*Provided material*

use std::io::Read;
use std::path::Path;

use anyhow::{Context, Result};
use csv::ReaderBuilder;
use log::{info, warn};
use serde::{Deserialize, Deserializer};

use crate::types::{HistoricalRaces, LapRecord, SeasonData};

// kolonner i sesong-eksporten
#[derive(Debug, Deserialize)]
struct CsvLap {
    competitor_id: String,
    lap_number: u32,
    lap_duration: Option<f64>,
    #[serde(default, deserialize_with = "flag_any_case")]
    is_pit_out_lap: Option<bool>,
    tire_compound: Option<String>,
}

// pandas skriver True/False, andre eksporter true/false eller 1/0
fn flag_any_case<'de, D>(de: D) -> Result<Option<bool>, D::Error>
where
    D: Deserializer<'de>,
{
    let raw: Option<String> = Option::deserialize(de)?;
    match raw.as_deref().map(|s| s.trim().to_ascii_lowercase()).as_deref() {
        None | Some("") => Ok(None),
        Some("true") | Some("1") => Ok(Some(true)),
        Some("false") | Some("0") => Ok(Some(false)),
        Some(other) => Err(serde::de::Error::custom(format!(
            "is_pit_out_lap: forventet true/false, fikk '{other}'"
        ))),
    }
}

impl CsvLap {
    fn into_record(self, season: i32) -> LapRecord {
        LapRecord {
            competitor_id: self.competitor_id.trim().to_string(),
            lap_number: self.lap_number,
            lap_duration: self.lap_duration,
            is_pit_out_lap: self.is_pit_out_lap.unwrap_or(false),
            season,
            tire_compound: self
                .tire_compound
                .map(|c| c.trim().to_uppercase())
                .filter(|c| !c.is_empty()),
        }
    }
}

/// Leser én sesong fra CSV. Tom `lap_duration` = ingen gyldig tid.
pub fn read_season_csv<R: Read>(reader: R, season: i32) -> Result<Vec<LapRecord>> {
    let mut rdr = ReaderBuilder::new()
        .has_headers(true)
        .trim(csv::Trim::All)
        .from_reader(reader);
    let mut laps = Vec::new();
    for (row, res) in rdr.deserialize::<CsvLap>().enumerate() {
        // rad 1 er header
        let raw = res.with_context(|| format!("season {season}: malformed row {}", row + 2))?;
        if raw.competitor_id.trim().is_empty() {
            anyhow::bail!("season {season}: empty competitor_id on row {}", row + 2);
        }
        laps.push(raw.into_record(season));
    }
    Ok(laps)
}

pub fn load_season_csv(path: impl AsRef<Path>, season: i32) -> Result<Vec<LapRecord>> {
    let path = path.as_ref();
    let file = std::fs::File::open(path)
        .with_context(|| format!("season {season}: cannot open {}", path.display()))?;
    read_season_csv(file, season)
}

/// Laster alle sesonger. En sesong som feiler blir `Unavailable` (logget),
/// resten lastes som normalt.
pub fn load_history<I, P>(sources: I) -> HistoricalRaces
where
    I: IntoIterator<Item = (i32, P)>,
    P: AsRef<Path>,
{
    sources
        .into_iter()
        .map(|(season, path)| {
            let data = match load_season_csv(path.as_ref(), season) {
                Ok(laps) => {
                    info!("sesong {season}: {} runder lastet", laps.len());
                    SeasonData::Available(laps)
                }
                Err(e) => {
                    warn!("sesong {season} utilgjengelig: {e:#}");
                    SeasonData::Unavailable {
                        reason: format!("{e:#}"),
                    }
                }
            };
            (season, data)
        })
        .collect()
}
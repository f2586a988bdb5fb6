use std::collections::{BTreeMap, BTreeSet};

use log::{debug, info, warn};

use crate::config::ProfileOptions;
use crate::stats::{mean, median, population_std_dev};
use crate::types::{HistoricalRaces, PerformanceProfile, ProfileMap, SeasonData};

/// Løpende akkumulator per deltaker mens sesongene foldes inn.
#[derive(Debug)]
struct Accumulator {
    best_lap: f64,
    weighted: Vec<f64>,
    seasons: usize,
}

impl Accumulator {
    fn new() -> Self {
        Self {
            best_lap: f64::INFINITY,
            weighted: Vec::new(),
            seasons: 0,
        }
    }

    fn finish(self, competitor_id: String) -> Option<PerformanceProfile> {
        Some(PerformanceProfile {
            average_lap: mean(&self.weighted)?,
            std_dev: population_std_dev(&self.weighted)?,
            median_lap: median(&self.weighted)?,
            best_lap: self.best_lap,
            seasons_observed: self.seasons,
            competitor_id,
        })
    }
}

/// Bygger ytelsesprofil per deltaker fra historiske løp.
///
/// - `best_lap` er uvektet minimum av alle gyldige runder.
/// - snitt/sd/median regnes over `rundetid × sesongvekt` (bevisst, ikke et vektet snitt).
/// - sesonger uten data hoppes over og logges; deltakere uten gyldige runder utelates.
pub fn build_profile(history: &HistoricalRaces, options: &ProfileOptions) -> ProfileMap {
    let mut acc: BTreeMap<String, Accumulator> = BTreeMap::new();

    for (&season, data) in history {
        let laps = match data {
            SeasonData::Available(laps) => laps,
            SeasonData::Unavailable { reason } => {
                warn!("sesong {season} hoppet over: {reason}");
                continue;
            }
        };

        let weight = options.season_weights.weight(season);
        let mut seen_this_season: BTreeSet<&str> = BTreeSet::new();
        let mut used = 0usize;

        for lap in laps {
            if options.exclude_pit_out_laps && lap.is_pit_out_lap {
                continue;
            }
            let Some(duration) = lap.valid_duration() else {
                continue;
            };

            let entry = acc
                .entry(lap.competitor_id.clone())
                .or_insert_with(Accumulator::new);
            entry.best_lap = entry.best_lap.min(duration);
            entry.weighted.push(duration * weight);
            if seen_this_season.insert(lap.competitor_id.as_str()) {
                entry.seasons += 1;
            }
            used += 1;
        }

        if used == 0 {
            info!("sesong {season}: ingen gyldige runder");
        } else {
            debug!(
                "sesong {season}: {used} runder, {} deltakere, vekt {weight}",
                seen_this_season.len()
            );
        }
    }

    acc.into_iter()
        .filter_map(|(id, a)| {
            let out = a.finish(id.clone());
            if out.is_none() {
                debug!("deltaker {id} uten gyldige runder utelatt");
            }
            out.map(|p| (id, p))
        })
        .collect()
}
use chrono::{DateTime, Utc};
use log::info;
use serde::{Deserialize, Serialize};

use crate::config::SimConfig;
use crate::error::SimError;
use crate::profile::build_profile;
use crate::ranking::{compute_podium, rank_positions};
use crate::simulator::generate_race_seeded;
use crate::types::{CompetitorDirectory, HistoricalRaces, PodiumRow, PositionEntry};

/// Resultat av én simuleringskjøring, klar for dashboardet.
#[derive(Debug, Clone, PartialEq, Serialize, Deserialize)]
pub struct RaceReport {
    pub generated_at: DateTime<Utc>,
    pub num_laps: u32,
    pub seed: Option<u64>,
    pub simulated_laps: usize,
    pub competitors: usize,
    pub podium: Vec<PodiumRow>,
    pub positions: Vec<PositionEntry>,
}

impl RaceReport {
    /// Tom rapport = ikke nok data; dashboardet viser "insufficient data".
    pub fn has_data(&self) -> bool {
        self.simulated_laps > 0
    }
}

/// Profil → simulering → plasseringer → pall, med visningsdata koblet på til slutt.
pub fn predict_race(
    history: &HistoricalRaces,
    config: &SimConfig,
    directory: &CompetitorDirectory,
) -> Result<RaceReport, SimError> {
    config.validate()?;

    let profiles = build_profile(history, &config.profile);
    let simulated = generate_race_seeded(&profiles, config.num_laps, config.seed)?;
    let positions = rank_positions(&simulated);
    let podium = compute_podium(&simulated)
        .into_iter()
        .map(|entry| {
            let info = directory.display_for(&entry.competitor_id);
            PodiumRow {
                entry,
                name: info.name,
                team: info.team,
            }
        })
        .collect::<Vec<_>>();

    info!(
        "simulering ferdig: {} deltakere, {} runder, pall={:?}",
        profiles.len(),
        simulated.len(),
        podium.iter().map(|p| p.name.as_str()).collect::<Vec<_>>()
    );

    Ok(RaceReport {
        generated_at: Utc::now(),
        num_laps: config.num_laps,
        seed: config.seed,
        simulated_laps: simulated.len(),
        competitors: profiles.len(),
        podium,
        positions,
    })
}

/// Rundetid som MM:SS.mmm (avkortet, ikke avrundet).
pub fn format_lap_time(seconds: f64) -> String {
    if !(seconds.is_finite() && seconds >= 0.0) {
        return "--:--.---".to_string();
    }
    // avrunding til hele ms før oppdeling, ellers blir 91.3 til 01:31.299
    let total_ms = (seconds * 1000.0).round() as u64;
    let minutes = total_ms / 60_000;
    let secs = (total_ms / 1000) % 60;
    let millis = total_ms % 1000;
    format!("{minutes:02}:{secs:02}.{millis:03}")
}
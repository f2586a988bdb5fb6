use thiserror::Error;

/// Harde feil: brudd på parameterkontrakten eller ubrukelig konfigurasjon.
/// Manglende data (tom historikk, sesong uten runder) er aldri en feil.
#[derive(Debug, Error)]
pub enum SimError {
    #[error("num_laps must be positive, got {0}")]
    InvalidLapCount(u32),

    #[error("invalid std_dev {std_dev} for competitor {competitor_id}: must be finite and >= 0")]
    InvalidStdDev { competitor_id: String, std_dev: f64 },

    #[error("invalid best_lap {best_lap} for competitor {competitor_id}: must be finite and >= 0")]
    InvalidBestLap { competitor_id: String, best_lap: f64 },

    #[error("invalid weight {weight} for season {season}: must be finite and >= 0")]
    InvalidSeasonWeight { season: i32, weight: f64 },

    #[error("invalid default season weight {0}: must be finite and >= 0")]
    InvalidDefaultWeight(f64),

    #[error("config I/O error at {path}: {source}")]
    ConfigIo {
        path: String,
        #[source]
        source: std::io::Error,
    },

    #[error("config parse error at {path} (field {field}): {message}")]
    ConfigParse {
        path: String,
        field: String,
        message: String,
    },
}

impl SimError {
    /// Sann for feil som skyldes ugyldige parametre til en offentlig funksjon.
    pub fn is_invalid_parameter(&self) -> bool {
        matches!(
            self,
            SimError::InvalidLapCount(_)
                | SimError::InvalidStdDev { .. }
                | SimError::InvalidBestLap { .. }
                | SimError::InvalidSeasonWeight { .. }
                | SimError::InvalidDefaultWeight(_)
        )
    }
}
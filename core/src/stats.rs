/// Aritmetisk snitt. None for tom serie.
pub fn mean(xs: &[f64]) -> Option<f64> {
    if xs.is_empty() {
        return None;
    }
    Some(xs.iter().sum::<f64>() / xs.len() as f64)
}

/// Populasjons-standardavvik (deler på n, ikke n-1).
pub fn population_std_dev(xs: &[f64]) -> Option<f64> {
    let m = mean(xs)?;
    let var = xs.iter().map(|x| (x - m).powi(2)).sum::<f64>() / xs.len() as f64;
    Some(var.sqrt())
}

/// Median; snitt av de to midterste for partall lengde.
pub fn median(xs: &[f64]) -> Option<f64> {
    if xs.is_empty() {
        return None;
    }
    let mut sorted = xs.to_vec();
    sorted.sort_by(|a, b| a.total_cmp(b));
    let n = sorted.len();
    if n % 2 == 1 {
        Some(sorted[n / 2])
    } else {
        Some((sorted[n / 2 - 1] + sorted[n / 2]) / 2.0)
    }
}
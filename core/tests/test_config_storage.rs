// core/tests/test_config_storage.rs
use std::fs;

use racesim_core::config::parse_config;
use racesim_core::{load_config, save_config, SimConfig, SimError};

#[test]
fn test_save_and_load_config() {
    let path = "tests/tmp_config_roundtrip.json";
    let _ = fs::remove_file(path);

    let mut config = SimConfig::default();
    config.num_laps = 19;
    config.seed = Some(1234);
    config.profile.exclude_pit_out_laps = true;
    config.profile.season_weights.weights.insert(2026, 5.0);

    save_config(&config, path).expect("save_config failed");
    let loaded = load_config(path).expect("load_config failed");

    assert_eq!(loaded, config);
    assert_eq!(loaded.profile.season_weights.weight(2026), 5.0);

    fs::remove_file(path).ok();
}

#[test]
fn missing_file_gives_defaults() {
    let loaded = load_config("tests/does_not_exist.json").unwrap();
    assert_eq!(loaded, SimConfig::default());
    assert_eq!(loaded.num_laps, 56);
    assert_eq!(loaded.profile.season_weights.weight(2025), 4.0);
    assert_eq!(loaded.profile.season_weights.weight(2022), 1.0);
    assert_eq!(loaded.profile.season_weights.weight(1999), 1.0);
}

#[test]
fn partial_json_fills_defaults() {
    let cfg = parse_config(r#"{"seed": 9}"#, "inline").unwrap();
    assert_eq!(cfg.seed, Some(9));
    assert_eq!(cfg.num_laps, 56);
    assert!(!cfg.profile.exclude_pit_out_laps);

    // egen tabell erstatter standardtabellen
    let cfg = parse_config(
        r#"{"profile": {"season_weights": {"weights": {"2024": 1.5}, "default_weight": 0.5}}}"#,
        "inline",
    )
    .unwrap();
    assert_eq!(cfg.profile.season_weights.weight(2024), 1.5);
    assert_eq!(cfg.profile.season_weights.weight(2025), 0.5);
}

#[test]
fn parse_error_names_the_field() {
    let err = parse_config(r#"{"num_laps": "many"}"#, "inline").unwrap_err();
    match err {
        SimError::ConfigParse { field, .. } => assert_eq!(field, "num_laps"),
        other => panic!("feil variant: {other:?}"),
    }
}

#[test]
fn invalid_values_are_rejected() {
    let err = parse_config(r#"{"num_laps": 0}"#, "inline").unwrap_err();
    assert!(matches!(err, SimError::InvalidLapCount(0)));

    let err = parse_config(
        r#"{"profile": {"season_weights": {"weights": {"2023": -2.0}}}}"#,
        "inline",
    )
    .unwrap_err();
    assert!(matches!(
        err,
        SimError::InvalidSeasonWeight { season: 2023, .. }
    ));

    let err = parse_config(
        r#"{"profile": {"season_weights": {"default_weight": -1.0}}}"#,
        "inline",
    )
    .unwrap_err();
    assert!(err.is_invalid_parameter());
}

*The problem*
Scan the listing above for the word "CsvLap" and copy every line that holds it.

*Reply to the task*
struct CsvLap {
impl CsvLap {
    for (row, res) in rdr.deserialize::<CsvLap>().enumerate() {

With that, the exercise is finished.